As much as possible, we try to use what lighting manufacturers offer us, but we often find ourselves obliged to transform existing equipment, either with new accessories to be integrated into the lighting fixture, or by changing the optics or the source to achieve a particular effect, or by transforming the lighting fixture for a specific application.
So these transformations should not be viewed as value added to the project but are the purpose and intrinsic qualities of the lighting design.
Did you receive any criticism or questions about using customized product versions in your project? If so, how did you manage to get them accepted?
The client had complete confidence in our specifications and didn’t see the “special” requests as a risk but as the normal work of a lighting designer. Of course, we still had to prove our instincts were right by putting them to the test throughout the project to convince the client.
For this project, it was essential to have fixtures that could be made of AISI 316L stainless steel because the high humidity in the air, when combined with the limestone in the cellars’ walls, causes materials to deteriorate more quickly.
The availability of 2200K white was another essential element for the project’s success.
On top of that, the quality of the sharp optics enabled us to achieve our “water reflection” and “stained glass” projection effects.
The Ginko 2.0 projectors installed in the cellars were equipped with special accessories: some have a flat extra-clear glass + a special filter that projects a reflection of coloured light on the ceiling, and others project a monochromatic effect of light reflections at different points in the cellars.
Could you describe the material used for the special coloured filter and for the one that projects the monochromatic effect? Could you tell us what the inspiration was for these ideas and also how they were interpreted in the project?
I like to work with light like a craftsman. The sharp optics gave me the idea of reusing a technique of gluing lenses that I’d learnt from Georges Hladiy. So I made tiny bits of coloured glass that I inserted into the projectors, to obtain effects in which white light and colours mix.
We applied this concept to the projectors installed in the narrow shafts in the vaults that pierce the hillside for a height of about 20 to 30 metres and ventilate the cellars. The air that enters through these shafts is the only distant connection to the outside world; here, it is symbolised by light.
After passing through the glass filter, the light comes out fragmented, as if only certain light frequencies had managed to penetrate the hill.

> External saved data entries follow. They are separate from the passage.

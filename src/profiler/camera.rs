//! Camera control module
//!
//! The [`Camera`] trait is the control surface the pipeline drives; backends implement it.
//! [`SimulatedCamera`] is always available, the V4L2 backend sits behind the `v4l` feature.

mod buffer;
mod device;
mod simulated;
pub mod types;
#[cfg(feature = "v4l")]
mod v4l_camera;

pub use buffer::{FrameBuffer, RGB_CHANNELS};
pub use device::{apply_config, ensure_buffer_matches, Camera, FrameStream};
pub use simulated::{BeamModel, SimulatedCamera};
pub use types::{CameraConfig, ExposureMode, Resolution};
#[cfg(feature = "v4l")]
pub use v4l_camera::V4lCamera;
//! Snapshot export module
//!
//! Writes a cropped intensity image twice: as an 8-bit grayscale picture (PNG or TIFF)
//! and as a plain-text numeric matrix.

mod exporter;
mod image_writer;
mod matrix_writer;
pub mod types;
mod writer;

pub use exporter::SnapshotExporter;
pub use image_writer::StandardImageWriter;
pub use matrix_writer::TextMatrixWriter;
pub use types::{normalize_file_name, ExportKind, ExportTarget, ImageFormatKind, TiffCompression};
pub use writer::{ImageWriter, MatrixWriter};
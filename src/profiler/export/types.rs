//! Export target and format types

use std::fmt;
use std::path::Path;
use std::str::FromStr;

use crate::profiler::common::error::{ProfilerError, Result};

/// The two files a snapshot produces.
#[derive(Debug, Clone, Copy, PartialEq, Eq, Hash)]
pub enum ExportKind {
    /// 8-bit grayscale picture
    Image,
    /// Plain-text intensity matrix
    Matrix,
}

impl ExportKind {
    pub fn default_extension(&self) -> &'static str {
        match self {
            ExportKind::Image => "png",
            ExportKind::Matrix => "txt",
        }
    }

    /// Extensions kept as typed, compared case-insensitively.
    pub fn recognized_extensions(&self) -> &'static [&'static str] {
        match self {
            ExportKind::Image => &["png", "tif", "tiff"],
            ExportKind::Matrix => &["txt"],
        }
    }

    fn recognizes(&self, name: &str) -> bool {
        Path::new(name)
            .extension()
            .and_then(|ext| ext.to_str())
            .is_some_and(|ext| {
                self.recognized_extensions()
                    .iter()
                    .any(|known| ext.eq_ignore_ascii_case(known))
            })
    }
}

impl fmt::Display for ExportKind {
    fn fmt(&self, f: &mut fmt::Formatter<'_>) -> fmt::Result {
        match self {
            ExportKind::Image => write!(f, "image"),
            ExportKind::Matrix => write!(f, "data"),
        }
    }
}

/// Trims `name` and appends the default extension for `kind` unless the name already
/// ends in a recognized one. Applying it twice gives the same result.
pub fn normalize_file_name(name: &str, kind: ExportKind) -> String {
    let name = name.trim();
    if kind.recognizes(name) {
        name.to_string()
    } else {
        format!("{}.{}", name, kind.default_extension())
    }
}

/// A validated, non-empty export file name.
#[derive(Debug, Clone, PartialEq, Eq)]
pub struct ExportTarget {
    base_name: String,
    kind: ExportKind,
}

impl ExportTarget {
    /// Fails with [`ProfilerError::EmptyFileName`] if `base_name` is empty or whitespace.
    pub fn new(base_name: impl Into<String>, kind: ExportKind) -> Result<Self> {
        let base_name = base_name.into();
        if base_name.trim().is_empty() {
            return Err(ProfilerError::EmptyFileName(kind));
        }
        Ok(Self { base_name, kind })
    }

    pub fn base_name(&self) -> &str {
        &self.base_name
    }

    pub fn kind(&self) -> ExportKind {
        self.kind
    }

    pub fn file_name(&self) -> String {
        normalize_file_name(&self.base_name, self.kind)
    }
}

/// Container format of an image export, picked from the file extension.
#[derive(Debug, Clone, Copy, PartialEq, Eq)]
pub enum ImageFormatKind {
    Png,
    Tiff,
}

impl ImageFormatKind {
    /// TIFF for `.tif` / `.tiff`, PNG otherwise.
    pub fn from_path<P: AsRef<Path>>(path: P) -> Self {
        match path
            .as_ref()
            .extension()
            .and_then(|ext| ext.to_str())
            .map(|ext| ext.to_ascii_lowercase())
            .as_deref()
        {
            Some("tif") | Some("tiff") => ImageFormatKind::Tiff,
            _ => ImageFormatKind::Png,
        }
    }
}

/// TIFF compression methods
#[derive(Debug, Clone, Copy, PartialEq, Eq, Default)]
pub enum TiffCompression {
    /// No compression (fastest, largest file)
    #[default]
    None,
    /// LZW compression
    Lzw,
    /// Deflate compression - fast level
    DeflateFast,
    /// Deflate compression - balanced
    DeflateBalanced,
    /// Deflate compression - best compression (slower)
    DeflateBest,
}

impl FromStr for TiffCompression {
    type Err = String;

    fn from_str(s: &str) -> std::result::Result<Self, Self::Err> {
        match s.trim().to_ascii_lowercase().replace(['-', '_'], "").as_str() {
            "none" => Ok(TiffCompression::None),
            "lzw" => Ok(TiffCompression::Lzw),
            "deflatefast" => Ok(TiffCompression::DeflateFast),
            "deflate" | "deflatebalanced" => Ok(TiffCompression::DeflateBalanced),
            "deflatebest" => Ok(TiffCompression::DeflateBest),
            other => Err(format!("unknown TIFF compression '{}'", other)),
        }
    }
}
use std::ptr::{self, NonNull};

use crate::block::Block;

/// Intrusive list of every block obtained from the break, oldest first.
///
/// The list threads through the headers themselves, so it never allocates.
/// Free and in-use blocks share the same chain.
pub struct FreeList {
  head: *mut Block,
  tail: *mut Block,
}

impl FreeList {
  pub const fn new() -> Self {
    Self {
      head: ptr::null_mut(),
      tail: ptr::null_mut(),
    }
  }

  #[cfg(test)]
  pub fn is_empty(&self) -> bool {
    self.head.is_null()
  }

  #[cfg(test)]
  pub fn head(&self) -> Option<NonNull<Block>> {
    NonNull::new(self.head)
  }

  #[cfg(test)]
  pub fn tail(&self) -> Option<NonNull<Block>> {
    NonNull::new(self.tail)
  }

  /// First free block able to hold `size` bytes, scanning in acquisition order.
  ///
  /// # Safety
  ///
  /// Every header reachable from `head` must be live.
  pub unsafe fn find(
    &self,
    size: usize,
  ) -> Option<NonNull<Block>> {
    unsafe {
      let mut current = NonNull::new(self.head);

      while let Some(block) = current {
        if Block::is_free(block) && Block::size(block) >= size {
          return Some(block);
        }
        current = NonNull::new(Block::next(block));
      }

      None
    }
  }

  /// Links `block` in as the new tail.
  ///
  /// # Safety
  ///
  /// `block` must be a live header not already in the list.
  pub unsafe fn append(
    &mut self,
    block: NonNull<Block>,
  ) {
    unsafe {
      Block::set_next(block, ptr::null_mut());

      match NonNull::new(self.tail) {
        Some(tail) => Block::set_next(tail, block.as_ptr()),
        None => self.head = block.as_ptr(),
      }
    }
    self.tail = block.as_ptr();
  }

  /// Drops the current tail from the list, returning it.
  ///
  /// There are no backward links, so the predecessor is found by walking
  /// from `head`.
  ///
  /// # Safety
  ///
  /// Every header reachable from `head` must be live.
  pub unsafe fn unlink_tail(&mut self) -> Option<NonNull<Block>> {
    let removed = NonNull::new(self.tail)?;

    if self.head == self.tail {
      self.head = ptr::null_mut();
      self.tail = ptr::null_mut();
      return Some(removed);
    }

    unsafe {
      let mut current = NonNull::new(self.head)?;
      loop {
        match NonNull::new(Block::next(current)) {
          Some(next) if next != removed => current = next,
          _ => break,
        }
      }
      Block::set_next(current, ptr::null_mut());
      self.tail = current.as_ptr();
    }

    Some(removed)
  }

  /// Walks the chain from `head` to `tail`.
  ///
  /// # Safety
  ///
  /// The list must not be mutated while the iterator is alive.
  #[cfg(test)]
  pub unsafe fn iter(&self) -> Blocks<'_> {
    Blocks {
      current: self.head,
      _list: self,
    }
  }
}

#[cfg(test)]
pub struct Blocks<'a> {
  current: *mut Block,
  _list: &'a FreeList,
}

#[cfg(test)]
impl Iterator for Blocks<'_> {
  type Item = NonNull<Block>;

  fn next(&mut self) -> Option<Self::Item> {
    let block = NonNull::new(self.current)?;
    // SAFETY: guaranteed live by the contract of `FreeList::iter`.
    self.current = unsafe { Block::next(block) };
    Some(block)
  }
}

#[cfg(test)]
mod tests {
  use super::*;

  fn blocks(sizes: &[usize]) -> Vec<Block> {
    sizes.iter().map(|&size| Block::new(size, false, ptr::null_mut())).collect()
  }

  fn sizes(list: &FreeList) -> Vec<usize> {
    unsafe { list.iter().map(|b| Block::size(b)).collect() }
  }

  #[test]
  fn test_append_keeps_acquisition_order() {
    let mut storage = blocks(&[30, 10, 20]);
    let mut list = FreeList::new();
    assert!(list.is_empty());

    unsafe {
      for block in storage.iter_mut() {
        list.append(NonNull::from(block));
      }
    }

    assert_eq!(sizes(&list), vec![30, 10, 20]);
    assert_eq!(list.head(), Some(NonNull::from(&mut storage[0])));
    assert_eq!(list.tail(), Some(NonNull::from(&mut storage[2])));
  }

  #[test]
  fn test_find_is_first_fit() {
    let mut storage = blocks(&[8, 64, 32, 128]);
    let mut list = FreeList::new();

    unsafe {
      for block in storage.iter_mut() {
        list.append(NonNull::from(block));
      }

      assert_eq!(list.find(1), None);

      storage[1].is_free = true;
      storage[2].is_free = true;
      storage[3].is_free = true;

      // 64 comes before the tighter 32.
      assert_eq!(list.find(20), Some(NonNull::from(&mut storage[1])));
      assert_eq!(list.find(64), Some(NonNull::from(&mut storage[1])));
      assert_eq!(list.find(65), Some(NonNull::from(&mut storage[3])));
      assert_eq!(list.find(129), None);
    }
  }

  #[test]
  fn test_find_on_empty_list() {
    let list = FreeList::new();
    assert_eq!(unsafe { list.find(1) }, None);
  }

  #[test]
  fn test_unlink_tail() {
    let mut storage = blocks(&[1, 2, 3]);
    let mut list = FreeList::new();

    unsafe {
      for block in storage.iter_mut() {
        list.append(NonNull::from(block));
      }

      assert_eq!(list.unlink_tail(), Some(NonNull::from(&mut storage[2])));
      assert_eq!(sizes(&list), vec![1, 2]);
      assert!(storage[1].next.is_null());

      assert_eq!(list.unlink_tail(), Some(NonNull::from(&mut storage[1])));
      assert_eq!(list.tail(), Some(NonNull::from(&mut storage[0])));

      assert_eq!(list.unlink_tail(), Some(NonNull::from(&mut storage[0])));
      assert!(list.is_empty());
      assert_eq!(list.tail(), None);

      assert_eq!(list.unlink_tail(), None);
    }
  }
}
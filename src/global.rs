//! The process-wide heap behind the program break.

use std::{
  alloc::{GlobalAlloc, Layout},
  mem,
  ptr::{self, NonNull},
};

use crate::{
  align::checked_align_to,
  brk::{ProgramBreak, Sbrk},
  heap::Heap,
};

static HEAP: Heap<Sbrk> = Heap::new(Sbrk::new());

const WORD: usize = mem::size_of::<usize>();

/// Allocates `size` bytes from the process heap.
///
/// Returns null when `size` is zero or the break cannot grow.
pub fn allocate(size: usize) -> *mut u8 {
  HEAP.allocate(size).map_or(ptr::null_mut(), NonNull::as_ptr)
}

/// Releases a pointer obtained from [`allocate`]. Null is ignored.
///
/// # Safety
///
/// `ptr` must be null or a live pointer returned by [`allocate`].
pub unsafe fn release(ptr: *mut u8) {
  unsafe { HEAP.release(ptr) }
}

/// [`GlobalAlloc`] over the process heap.
///
/// ```rust,ignore
/// use brkalloc::BrkAlloc;
///
/// #[global_allocator]
/// static ALLOCATOR: BrkAlloc = BrkAlloc;
/// ```
///
/// Payloads from the heap land wherever the break happens to be, so every
/// request is padded by `align - 1` plus one word. The returned pointer is
/// rounded up inside that block and the block's own payload address is
/// stashed in the word just below it for `dealloc`.
///
/// ```text
///   ┌────────┬─────────── payload from the heap ────────────────┐
///   │ header │ pad... │ raw ptr │ caller's `layout.size()` bytes │
///   └────────┴────────┴─────────┴────────────────────────────────┘
///                               ▲
///                               aligned to layout.align()
/// ```
#[derive(Debug, Default, Clone, Copy)]
pub struct BrkAlloc;

/// Bytes to ask the heap for so an `align`-aligned `layout` fits after a
/// back-pointer word, wherever the payload starts.
fn padded_size(layout: Layout) -> Option<usize> {
  let align = layout.align().max(WORD);
  layout.size().checked_add(WORD)?.checked_add(align - 1)
}

/// First `align`-aligned address in `raw` that leaves a word free below it.
fn aligned_payload(
  raw: usize,
  align: usize,
) -> Option<usize> {
  checked_align_to(raw.checked_add(WORD)?, align.max(WORD))
}

unsafe impl GlobalAlloc for BrkAlloc {
  unsafe fn alloc(
    &self,
    layout: Layout,
  ) -> *mut u8 {
    let Some(size) = padded_size(layout) else {
      return ptr::null_mut();
    };

    let raw = allocate(size);
    if raw.is_null() {
      return raw;
    }

    let Some(address) = aligned_payload(raw as usize, layout.align()) else {
      unsafe { release(raw) };
      return ptr::null_mut();
    };

    let user = raw.wrapping_add(address - raw as usize);
    // SAFETY: `user - WORD .. user + layout.size()` lies inside the
    // `padded_size` bytes just allocated, and `user` is word aligned.
    unsafe { user.sub(WORD).cast::<*mut u8>().write(raw) };
    user
  }

  unsafe fn dealloc(
    &self,
    ptr: *mut u8,
    _layout: Layout,
  ) {
    if ptr.is_null() {
      return;
    }
    let raw = unsafe { ptr.sub(WORD).cast::<*mut u8>().read() };
    unsafe { release(raw) }
  }
}

/// Logs an allocation together with the current program break.
///
/// Never call this while a heap lock is held: the logger may allocate.
pub fn log_alloc(
  size: usize,
  address: *mut u8,
) {
  log::debug!(
    "allocated {} bytes, address = {:?}, program break = {:?}",
    size,
    address,
    Sbrk::new().current()
  );
}

#[cfg(feature = "malloc")]
mod exports {
  use libc::{c_void, size_t};

  /// C `malloc`, backed by the process heap.
  #[unsafe(no_mangle)]
  pub unsafe extern "C" fn malloc(size: size_t) -> *mut c_void {
    super::allocate(size).cast::<c_void>()
  }

  /// C `free`, backed by the process heap.
  #[unsafe(no_mangle)]
  pub unsafe extern "C" fn free(ptr: *mut c_void) {
    unsafe { super::release(ptr.cast::<u8>()) }
  }
}

#[cfg(test)]
mod tests {
  use super::*;

  #[test]
  fn test_padded_size() {
    let layout = Layout::from_size_align(24, 8).unwrap();
    assert_eq!(padded_size(layout), Some(24 + WORD + WORD - 1));

    let layout = Layout::from_size_align(256, 128).unwrap();
    assert_eq!(padded_size(layout), Some(256 + WORD + 127));

    let layout = Layout::from_size_align(1, 1).unwrap();
    assert_eq!(padded_size(layout), Some(1 + WORD + WORD - 1));
  }

  #[test]
  fn test_aligned_payload_fits_inside_padding() {
    for align in [1, 2, 8, 16, 64, 128, 4096] {
      let layout = Layout::from_size_align(10, align).unwrap();
      let size = padded_size(layout).unwrap();

      for raw in 0x1000..0x1000 + 2 * align.max(WORD) {
        let address = aligned_payload(raw, align).unwrap();
        assert_eq!(address % align.max(WORD), 0);
        assert!(address >= raw + WORD);
        assert!(address + layout.size() <= raw + size);
      }
    }
  }

  #[test]
  fn test_aligned_payload_overflow() {
    assert_eq!(aligned_payload(usize::MAX - 3, 16), None);
  }
}
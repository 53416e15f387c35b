//! # brkalloc - A First-Fit Program Break Allocator
//!
//! This crate provides a small, thread-safe `malloc`/`free` replacement that
//! carves memory out of the program break with `sbrk(2)` and recycles released
//! blocks through an explicit, intrusive block list.
//!
//! ## Overview
//!
//! Every block the allocator ever obtained stays on one list, oldest first,
//! whether it is in use or free:
//!
//! ```text
//!   Heap after allocate(40), allocate(100), allocate(10), release(#2):
//!
//!   ┌──────────────────────────────────────────────────────────────────────┐
//!   │                           HEAP MEMORY                                │
//!   │                                                                      │
//!   │   ┌─────┬────────┬─────┬─────────────────────┬─────┬──────┐          │
//!   │   │ hdr │ 40 B   │ hdr │ 100 B (free)        │ hdr │ 10 B │          │
//!   │   └─────┴────────┴─────┴─────────────────────┴─────┴──────┘          │
//!   │     │     ▲        │                           │            ▲        │
//!   │     └─────────────►┘──────────────────────────►┘            │        │
//!   │    head   │                                   tail     Program Break │
//!   │           └── pointer handed to the caller                           │
//!   └──────────────────────────────────────────────────────────────────────┘
//! ```
//!
//! - **allocate(n)** walks the list from `head` and takes the first free block
//!   holding at least `n` bytes, as-is. Only when none qualifies does the
//!   break grow, by exactly `HEADER_SIZE + n`.
//! - **release(p)** hands the block back to the OS when it ends at the break.
//!   Any other block is just flagged free. Blocks are never split or merged.
//!
//! ## Crate Structure
//!
//! ```text
//!   brkalloc
//!   ├── align      - Alignment macros (align!, align_to!) and ALIGNMENT
//!   ├── block      - Block header layout, payload <-> header offsets
//!   ├── registry   - FreeList: first-fit search, append, unlink tail
//!   ├── brk        - ProgramBreak trait, Sbrk and ArenaBreak
//!   ├── heap       - Heap<B>: allocate / release under one lock
//!   └── global     - Process-wide heap, BrkAlloc, C malloc/free exports
//! ```
//!
//! ## Quick Start
//!
//! ```rust,ignore
//! use brkalloc::{ArenaBreak, Heap};
//!
//! fn main() {
//!     let heap = Heap::new(ArenaBreak::with_capacity(4096));
//!
//!     let ptr = heap.allocate(64).expect("arena has room");
//!     unsafe {
//!         ptr.as_ptr().write_bytes(0, 64);
//!         heap.release(ptr.as_ptr());
//!     }
//! }
//! ```
//!
//! Or replace the process allocator outright:
//!
//! ```rust,ignore
//! #[global_allocator]
//! static ALLOCATOR: brkalloc::BrkAlloc = brkalloc::BrkAlloc;
//! ```
//!
//! With the `malloc` feature the `cdylib` also exports C `malloc` and `free`.
//!
//! ## Limitations
//!
//! - **One lock, not reentrant**: re-entering the heap from a signal handler
//!   that interrupted it deadlocks.
//! - **Foreign `sbrk` calls**: the break is read and later shrunk under our
//!   lock, but other code in the process can still move it in between.
//! - **No validation**: releasing a foreign or already released pointer reads
//!   garbage as a header.
//! - **Unix-only**: `Sbrk` requires `libc` and `sbrk` (POSIX systems).

pub mod align;
mod block;
mod brk;
mod error;
#[cfg(not(loom))]
mod global;
mod heap;
mod registry;
mod sync;


pub use align::ALIGNMENT;
pub use block::HEADER_SIZE;
pub use brk::{ArenaBreak, ProgramBreak, Sbrk};
pub use error::AllocError;
#[cfg(not(loom))]
pub use global::{BrkAlloc, allocate, log_alloc, release};
pub use heap::Heap;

As for the “water reflection” effect in the Gallo-Roman room, I wanted to heighten the mystery of the cellars with the undulating reflections of an underground river on the ceilings.
To achieve the effect, I dented some mirror-polished discs and, together with our super installer David, hung them on the projector with sharp optics using nylon wires so that they could move with the air. Here, too, the light symbolises the air and its currents. I really like having this fragility in a permanent installation.
The project was recently awarded the Prix de l’ACEtylène 2020 for interior lighting design, congratulations. So we have to ask you what you think are the key characteristics that must be present in a good lighting design.
Thank you. To realise a great lighting project, you need a good project manager who is really committed. That is essential. You also need a project management team that can grow and support the lighting designer and their delicate project as it unfolds. It also takes manufacturers who will follow the designer in their excogitations, and installers who will make the project their own, each bringing their knowledge to it and making it possible.
We were fortunate in this case that all these conditions were fulfilled and these people were there for us.